(Goal of the exercise) Copy each line of the records below that has "members" in it.
- - - -
//! Choosing transactions with presets, `--where` predicates and a date range.

use crate::args::{FilterArgs, SelectArgs};
use crate::commands::Out;
use crate::model::RawRecord;
use crate::query::{filter_all, DateRange, MatchMode, Predicate};
use crate::{export, import, Config};
use anyhow::{bail, Context, Result};
use serde::Serialize;
use std::path::PathBuf;
use tracing::debug;

/// Applies the selection described by `args` to `records`.
///
/// The predicates of every named preset and every `--where` predicate are combined with one mode,
/// then the date range is applied. The date bounds are checked before any record is.
pub fn select<'a>(
    records: &'a [RawRecord],
    config: &Config,
    args: &SelectArgs,
) -> Result<Vec<&'a RawRecord>> {
    let range = DateRange::parse(args.start(), args.end()).context("Invalid date range")?;
    let (predicates, mode) = resolve_predicates(config, args)?;
    debug!(
        "Selecting with {} predicates combined with '{mode}' between {} and {}",
        predicates.len(),
        range.start(),
        range.end()
    );
    let matched = filter_all(records, &predicates, mode)?;
    Ok(range.filter(matched)?)
}

fn resolve_predicates(config: &Config, args: &SelectArgs) -> Result<(Vec<Predicate>, MatchMode)> {
    let mut predicates = Vec::new();
    let mut preset_modes = Vec::new();
    for name in args.presets() {
        let preset = config.preset(name)?;
        predicates.extend_from_slice(preset.predicates());
        preset_modes.push((name.as_str(), preset.mode()));
    }
    predicates.extend_from_slice(args.predicates());

    let mode = match (args.mode(), preset_modes.first()) {
        (Some(mode), _) => mode,
        (None, None) => MatchMode::default(),
        (None, Some(&(first_name, first_mode))) => {
            if let Some((name, mode)) = preset_modes.iter().find(|(_, m)| *m != first_mode) {
                bail!(
                    "Preset '{first_name}' uses mode '{first_mode}' but preset '{name}' uses \
                    mode '{mode}', choose one with --mode"
                )
            }
            first_mode
        }
    };
    Ok((predicates, mode))
}

/// What `mint filter` did.
#[derive(Debug, Clone, Serialize)]
pub struct FilterSummary {
    read: usize,
    selected: usize,
    output: Option<PathBuf>,
}

/// Selects transactions and writes them as JSON, either to `--output` or to stdout.
pub fn filter(config: &Config, args: &FilterArgs) -> Result<Out<FilterSummary>> {
    let records = import::read_input(args.select().input())?;
    let selected = select(&records, config, args.select())?;
    let summary = FilterSummary {
        read: records.len(),
        selected: selected.len(),
        output: None,
    };

    match args.output() {
        Some(path) => {
            let written = export::write_json_file(path, &selected)?;
            let message = format!(
                "Wrote {} of {} transactions to {}",
                selected.len(),
                records.len(),
                written.display()
            );
            Ok(Out::new(
                message,
                FilterSummary {
                    output: Some(written),
                    ..summary
                },
            ))
        }
        None => {
            let json = export::to_json_string(&selected)?;
            let message = format!("Selected {} of {} transactions", selected.len(), records.len());
            Ok(Out::new(message, summary).with_stdout(json))
        }
    }
}

#[cfg(test)]
mod tests {
    use super::*;
    use crate::model::{ACCOUNT_NAME, AMOUNT, CATEGORY};
    use crate::test::{sample_records, SAMPLE_CSV};
    use tempfile::TempDir;

    fn amounts(records: &[&RawRecord]) -> Vec<String> {
        records
            .iter()
            .map(|r| r.get(AMOUNT).unwrap().to_string())
            .collect()
    }

    fn select_sample(args: SelectArgs) -> Result<Vec<String>> {
        let records = sample_records();
        let config = Config::builtin("config.json");
        Ok(amounts(&select(&records, &config, &args)?))
    }

    #[test]
    fn test_no_criteria_selects_everything() {
        let selected = select_sample(SelectArgs::new("unused.csv")).unwrap();
        assert_eq!(selected.len(), 5);
    }

    #[test]
    fn test_preset_mode() {
        let args = SelectArgs::new("unused.csv").with_preset("food");
        assert_eq!(select_sample(args).unwrap(), vec!["4.50", "87.12", "25.00"]);
    }

    #[test]
    fn test_where_and_preset() {
        // food is "any", so the extra predicate widens the selection
        let args = SelectArgs::new("unused.csv")
            .with_preset("food")
            .with_predicate(Predicate::new(CATEGORY, "Paycheck"));
        assert_eq!(
            select_sample(args).unwrap(),
            vec!["4.50", "87.12", "25.00", "2500.00"]
        );
    }

    #[test]
    fn test_explicit_mode_overrides_preset() {
        let args = SelectArgs::new("unused.csv")
            .with_preset("food")
            .with_predicate(Predicate::new(ACCOUNT_NAME, "Venmo"))
            .with_mode(MatchMode::All);
        assert!(select_sample(args).unwrap().is_empty());
    }

    #[test]
    fn test_where_defaults_to_all() {
        let args = SelectArgs::new("unused.csv")
            .with_predicate(Predicate::new(ACCOUNT_NAME, "Checking"))
            .with_predicate(Predicate::new(CATEGORY, "Groceries"));
        assert_eq!(select_sample(args).unwrap(), vec!["87.12"]);
    }

    #[test]
    fn test_date_range() {
        let args = SelectArgs::new("unused.csv").with_range(Some("01/20/2020"), Some("02/01/2020"));
        assert_eq!(select_sample(args).unwrap(), vec!["87.12", "1500.00"]);
    }

    #[test]
    fn test_bad_date_bound() {
        let args = SelectArgs::new("unused.csv").with_range(Some("2020-01-01"), None);
        let e = select_sample(args).unwrap_err();
        assert!(e.to_string().contains("Invalid date range"));
    }

    #[test]
    fn test_unknown_preset() {
        let args = SelectArgs::new("unused.csv").with_preset("nope");
        assert!(select_sample(args).is_err());
    }

    #[test]
    fn test_conflicting_preset_modes() {
        let args = SelectArgs::new("unused.csv")
            .with_preset("food")
            .with_preset("credit-card");
        let e = select_sample(args).unwrap_err();
        assert!(e.to_string().contains("choose one with --mode"));

        let args = SelectArgs::new("unused.csv")
            .with_preset("food")
            .with_preset("credit-card")
            .with_mode(MatchMode::Any);
        assert_eq!(select_sample(args).unwrap(), vec!["4.50", "87.12", "25.00"]);
    }

    #[test]
    fn test_filter_to_file() {
        let dir = TempDir::new().unwrap();
        let input = dir.path().join("transactions.csv");
        std::fs::write(&input, SAMPLE_CSV).unwrap();
        let args = FilterArgs::new(
            SelectArgs::new(&input).with_preset("cash-and-venmo"),
            Some(dir.path().join("venmo")),
        );
        let out = filter(&Config::builtin("config.json"), &args).unwrap();
        assert!(out.stdout().is_none());
        assert!(out.message().starts_with("Wrote 1 of 5 transactions"));

        let written = std::fs::read_to_string(dir.path().join("venmo.json")).unwrap();
        let back: Vec<RawRecord> = serde_json::from_str(&written).unwrap();
        assert_eq!(back.len(), 1);
        assert_eq!(back[0].get(ACCOUNT_NAME), Some("Venmo"));
    }

    #[test]
    fn test_filter_to_stdout() {
        let dir = TempDir::new().unwrap();
        let input = dir.path().join("transactions.csv");
        std::fs::write(&input, SAMPLE_CSV).unwrap();
        let args = FilterArgs::new(
            SelectArgs::new(&input).with_predicate(Predicate::new(CATEGORY, "Nothing")),
            None,
        );
        let out = filter(&Config::builtin("config.json"), &args).unwrap();
        assert_eq!(out.stdout(), Some("[]"));
        assert_eq!(out.message(), "Selected 0 of 5 transactions");
    }
}
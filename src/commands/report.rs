//! Commands that summarize the selected transactions: `sum`, `group`, `months` and `buckets`.

use crate::args::{BucketsArgs, GroupArgs, SelectArgs};
use crate::commands::{select, Out};
use crate::model::{display_amount, Record};
use crate::query::{bucketize_by_amount, group_by, group_by_month, sum_amounts};
use crate::{import, Config};
use anyhow::Result;
use serde::Serialize;
use std::fmt::Write;

/// One line of a report: a label, how many transactions it covers and their total.
#[derive(Debug, Clone, PartialEq, Serialize)]
pub struct Summary {
    label: String,
    count: usize,
    total: f64,
}

impl Summary {
    fn of<I, R>(label: impl Into<String>, records: I) -> Result<Self>
    where
        I: IntoIterator<Item = R>,
        R: Record,
    {
        let records: Vec<R> = records.into_iter().collect();
        Ok(Self {
            label: label.into(),
            count: records.len(),
            total: sum_amounts(&records)?,
        })
    }

    pub fn label(&self) -> &str {
        &self.label
    }

    pub fn count(&self) -> usize {
        self.count
    }

    pub fn total(&self) -> f64 {
        self.total
    }
}

/// Lays out summaries as aligned columns.
fn render(rows: &[Summary]) -> String {
    let width = rows.iter().map(|r| r.label.chars().count()).max().unwrap_or(0);
    let amounts: Vec<String> = rows.iter().map(|r| display_amount(r.total)).collect();
    let amount_width = amounts.iter().map(String::len).max().unwrap_or(0);
    let mut out = String::new();
    for (row, amount) in rows.iter().zip(&amounts) {
        let _ = writeln!(
            out,
            "{:<width$}  {:>6}  {:>amount_width$}",
            row.label, row.count, amount
        );
    }
    out.trim_end().to_string()
}

/// Prints the total amount of the selected transactions.
pub fn sum(config: &Config, args: &SelectArgs) -> Result<Out<Summary>> {
    let records = import::read_input(args.input())?;
    let selected = select(&records, config, args)?;
    let summary = Summary::of("Total", &selected)?;
    let message = format!(
        "{} transactions totalling {}",
        summary.count,
        display_amount(summary.total)
    );
    let amount = display_amount(summary.total);
    Ok(Out::new(message, summary).with_stdout(amount))
}

/// Prints the count and total of the selected transactions for each value of `--key`, in the
/// order the values first appear.
pub fn group(config: &Config, args: &GroupArgs) -> Result<Out<Vec<Summary>>> {
    let records = import::read_input(args.select().input())?;
    let selected = select(&records, config, args.select())?;
    let groups = group_by(selected, args.key())?;
    let rows = groups
        .iter()
        .map(|(key, members)| Summary::of(key.as_str(), members))
        .collect::<Result<Vec<_>>>()?;
    let message = format!("{} groups by '{}'", rows.len(), args.key());
    let text = render(&rows);
    Ok(Out::new(message, rows).with_stdout(text))
}

/// Prints the count and total of the selected transactions for each calendar month, in the order
/// the months first appear.
pub fn months(config: &Config, args: &SelectArgs) -> Result<Out<Vec<Summary>>> {
    let records = import::read_input(args.input())?;
    let selected = select(&records, config, args)?;
    let groups = group_by_month(selected)?;
    let rows = groups
        .iter()
        .map(|(month, members)| Summary::of(month.to_string(), members))
        .collect::<Result<Vec<_>>>()?;
    let message = format!("{} months", rows.len());
    let text = render(&rows);
    Ok(Out::new(message, rows).with_stdout(text))
}

/// Prints the count and total of the selected transactions for each amount range.
pub fn buckets(config: &Config, args: &BucketsArgs) -> Result<Out<Vec<Summary>>> {
    let records = import::read_input(args.select().input())?;
    let selected = select(&records, config, args.select())?;
    let bins = bucketize_by_amount(selected, args.edges())?;
    let rows = bins
        .iter()
        .map(|(interval, members)| Summary::of(interval.to_string(), members))
        .collect::<Result<Vec<_>>>()?;
    let message = format!("{} amount ranges", rows.len());
    let text = render(&rows);
    Ok(Out::new(message, rows).with_stdout(text))
}
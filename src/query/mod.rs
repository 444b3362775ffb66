//! Operations over sequences of records: filtering, date ranges, sums, grouping and binning.
//!
//! Every operation accepts anything that iterates over `Record`s. Passing `&records` yields
//! references, and the output of one operation can be fed straight into the next:
//!
//! ```
//! # use mint_tx::model::{RawRecord, MINT_HEADERS, CATEGORY};
//! # use mint_tx::query::{filter_all, filter_by_date_range, sum_amounts, MatchMode, Predicate};
//! let records = vec![
//!     RawRecord::zip(MINT_HEADERS, ["01/15/2020", "Cafe", "CAFE", "4.50", "debit", "Coffee Shops", "Cash", "", ""]),
//!     RawRecord::zip(MINT_HEADERS, ["02/15/2020", "Cafe", "CAFE", "3.00", "debit", "Coffee Shops", "Cash", "", ""]),
//! ];
//! let coffee = filter_all(&records, &[Predicate::new(CATEGORY, "Coffee Shops")], MatchMode::All)?;
//! let january = filter_by_date_range(coffee, Some("01/01/2020"), Some("01/31/2020"))?;
//! assert_eq!(sum_amounts(january)?, 4.5);
//! # Ok::<(), mint_tx::Error>(())
//! ```
mod aggregate;
mod bucket;
mod group;
mod predicate;
mod range;

pub use aggregate::sum_amounts;
pub use bucket::{bucketize_by_amount, Bins, Interval};
pub use group::{group_by, group_by_key, group_by_month, Groups};
pub use predicate::{filter_all, MatchMode, Predicate, PredicateSet};
pub use range::{filter_by_date_range, DateRange};
//! # PodPreset
//!
//! Selector-scoped configuration injection for Kubernetes pods.
//!
//! A PodPreset carries env vars, envFrom sources, volumes and volume mounts.
//! At admission time every preset whose selector matches a new pod is merged
//! into it. Merging is a keyed set union, and a merge that would overwrite
//! existing data is refused as a whole: the pod is admitted unchanged and the
//! full conflict report is logged.
//!
//! ## Modules
//!
//! - [`api`] - The pod and PodPreset resource model
//! - [`merge`] - Per-attribute keyed mergers with conflict detection
//! - [`inject`] - Probing a pod for conflicts and applying merge plans
//! - [`selector`] - Label selector evaluation
//! - [`admission`] - Request orchestration, preset lookup and patch emission
//! - [`config`] - Settings for the command line tool

pub mod admission;
pub mod api;
pub mod config;
pub mod error;
pub mod inject;
pub mod merge;
pub mod selector;

pub use admission::{
    MutationOutcome, PodAdmissionRequest, PodPresetMutator, PresetLookup, PresetStore,
};
pub use api::{Pod, PodPreset};
pub use error::AdmissionError;
pub use inject::{apply_presets, probe, MergePlan};
pub use merge::{Conflict, Conflicts};
pub use selector::{LabelSelectorMatcher, SelectorMatcher};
- - - -
(Answer to this task)
        .map(|(key, members)| Summary::of(key.as_str(), members))
        .map(|(month, members)| Summary::of(month.to_string(), members))
        .map(|(interval, members)| Summary::of(interval.to_string(), members))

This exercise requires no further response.